Sex Pheromone Receptor Specificity in the European Corn Borer Moth, Ostrinia nubilalis

Background The European corn borer (ECB), Ostrinia nubilalis (Hubner), exists as two separate sex pheromone races. ECB(Z) females produce a 97∶3 blend of Z11- and E11-tetradecenyl acetate whereas ECB(E) females produce an opposite 1∶99 ratio of the Z and E isomers. Males of each race respond specifically to their conspecific female's blend. A closely related species, the Asian corn borer (ACB), O. furnacalis , uses a 3∶2 blend of Z12- and E12-tetradecenyl acetate, and is believed to have evolved from an ECB-like ancestor. To further knowledge of the molecular mechanisms of pheromone detection and its evolution among closely related species we identified and characterized sex pheromone receptors from ECB(Z). Methodology Homology-dependent (degenerate PCR primers designed to conserved amino acid motifs) and homology-independent (pyrophosphate sequencing of antennal cDNA) approaches were used to identify candidate sex pheromone transcripts.
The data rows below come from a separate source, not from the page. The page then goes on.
use tokio::runtime::{Builder, Handle, RuntimeFlavor};

use dynq_domain::QueryRequest;

use crate::{DynqService, Error, NormalizedItem, Result};

impl DynqService {
	/// Synchronous entry point for legacy callers.
	///
	/// Always queries every descendant of `path`. Callable outside a runtime or from a
	/// multi-thread runtime. A current-thread runtime cannot drive the engine while its only
	/// thread blocks, so such calls log an error and return an empty list.
	pub fn query_dynamic_content_blocking(
		&self,
		content_type: Option<&str>,
		path: &str,
		limit: u32,
		offset: u32,
		order_by: Option<&str>,
		direction: Option<&str>,
	) -> Vec<NormalizedItem> {
		let request = legacy_request(content_type, path, limit, offset, order_by, direction);

		match self.block_on_query(request) {
			Ok(items) => items,
			Err(err) => {
				tracing::error!(
					error = %err,
					"Blocking content query failed; returning an empty result."
				);

				Vec::new()
			},
		}
	}

	fn block_on_query(&self, request: QueryRequest) -> Result<Vec<NormalizedItem>> {
		match Handle::try_current() {
			Ok(handle) if handle.runtime_flavor() == RuntimeFlavor::MultiThread =>
				Ok(tokio::task::block_in_place(|| {
					handle.block_on(self.query_dynamic_content(request))
				})),
			Ok(_) => Err(Error::Runtime {
				message: "Blocking queries cannot run on a current-thread runtime.".to_string(),
			}),
			Err(_) => self.run_on_fresh_runtime(request),
		}
	}

	fn run_on_fresh_runtime(&self, request: QueryRequest) -> Result<Vec<NormalizedItem>> {
		let runtime = Builder::new_current_thread().enable_all().build().map_err(|err| {
			Error::Runtime { message: format!("Failed to build a query runtime: {err}.") }
		})?;

		Ok(runtime.block_on(self.query_dynamic_content(request)))
	}
}

/// Maps the legacy positional arguments onto a subtree request.
pub fn legacy_request(
	content_type: Option<&str>,
	path: &str,
	limit: u32,
	offset: u32,
	order_by: Option<&str>,
	direction: Option<&str>,
) -> QueryRequest {
	let order_by = order_by.map(str::trim).filter(|field| !field.is_empty()).map(|field| {
		match direction.map(str::trim).filter(|direction| !direction.is_empty()) {
			Some(direction) => format!("{field} {direction}"),
			None => field.to_string(),
		}
	});

	QueryRequest {
		path: path.to_string(),
		content_type: content_type.map(str::to_string),
		order_by,
		skip: offset,
		take: limit,
		only_this_page: false,
		nesting_level: 0,
		..Default::default()
	}
}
Expression in male and female antennae was assayed by quantitative real-time PCR. Two-electrode voltage clamp electrophysiology was used to functionally characterize candidate receptors expressed in Xenopus oocytes. Conclusion We characterized five sex pheromone receptors, OnOrs1 and 3–6. Their transcripts were 14–100 times more abundant in male compared to female antennae. OnOr6 was highly selective for Z11-tetradecenyl acetate (EC 50  = 0.86±0.27 µM) and was at least three orders of magnitude less responsive to E11-tetradecenyl acetate. Surprisingly, OnOr1, 3 and 5 responded to all four pheromones tested (Z11- and E11-tetradecenyl acetate, and Z12- and E12-tetradecenyl acetate) and to Z9-tetradecenyl acetate, a behavioral antagonist. OnOr1 was selective for E12-tetradecenyl acetate based on an efficacy that was at least 5-fold greater compared to the other four components. This combination of specifically- and broadly-responsive pheromone receptors corresponds to published results of sensory neuron activity in vivo . Receptors broadly-responsive to a class of pheromone components may provide a mechanism for variation in the male moth response that enables population level shifts in pheromone blend use.